▶ **WHAT YOU NEED TO DO**
State how many lines of the data below hold the string "impl", giving nothing but the number.

▶ **SUPPLIED RECORDS**
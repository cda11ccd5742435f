//! Model types
//!
//! Catalog entries and the on-disk state derived from them.

use serde::{Deserialize, Serialize};
use std::fmt;

/// Relative output quality of a catalog model
#[derive(Debug, Clone, Copy, PartialEq, Eq, Serialize, Deserialize)]
#[serde(rename_all = "lowercase")]
pub enum QualityTier {
    Basic,
    Good,
    Best,
}

/// Relative generation speed of a catalog model
#[derive(Debug, Clone, Copy, PartialEq, Eq, Serialize, Deserialize)]
#[serde(rename_all = "lowercase")]
pub enum SpeedTier {
    Fastest,
    Fast,
    Moderate,
}

/// Immutable catalog entry for a downloadable model
#[derive(Debug, Clone, Serialize, Deserialize)]
pub struct ModelDescriptor {
    /// Unique identifier, also the artifact file stem
    pub id: String,
    /// Where the GGUF artifact is fetched from
    pub source_url: String,
    /// Published size of the artifact in bytes
    pub expected_size_bytes: u64,
    /// Human-readable name
    pub display_name: String,
    /// Approximate memory needed once loaded (e.g. "~2 GB")
    pub ram_estimate: String,
    pub quality_tier: QualityTier,
    pub speed_tier: SpeedTier,
    /// Short description for pickers
    pub description: String,
    /// Trained context window in tokens
    pub context_length: u32,
}

impl ModelDescriptor {
    /// File name of the artifact inside the models directory
    pub fn artifact_file_name(&self) -> String {
        format!("{}.gguf", self.id)
    }
}

/// File state of an artifact, computed on demand and never stored
#[derive(Debug, Clone, Copy, PartialEq, Eq, Default, Serialize, Deserialize)]
pub struct ModelFileState {
    pub exists: bool,
    pub size_bytes: u64,
    pub is_valid: bool,
}

/// Catalog entry merged with its live file state
#[derive(Debug, Clone, Serialize, Deserialize)]
pub struct ModelListing {
    pub descriptor: ModelDescriptor,
    pub file_state: ModelFileState,
    /// True if this model is the one currently loaded
    pub is_current: bool,
    /// True while this model's artifact is being fetched
    pub is_downloading: bool,
}

impl fmt::Display for QualityTier {
    fn fmt(&self, f: &mut fmt::Formatter<'_>) -> fmt::Result {
        match self {
            QualityTier::Basic => write!(f, "basic"),
            QualityTier::Good => write!(f, "good"),
            QualityTier::Best => write!(f, "best"),
        }
    }
}

impl fmt::Display for SpeedTier {
    fn fmt(&self, f: &mut fmt::Formatter<'_>) -> fmt::Result {
        match self {
            SpeedTier::Fastest => write!(f, "fastest"),
            SpeedTier::Fast => write!(f, "fast"),
            SpeedTier::Moderate => write!(f, "moderate"),
        }
    }
}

▶ **RESULT FOR THIS EXERCISE**
3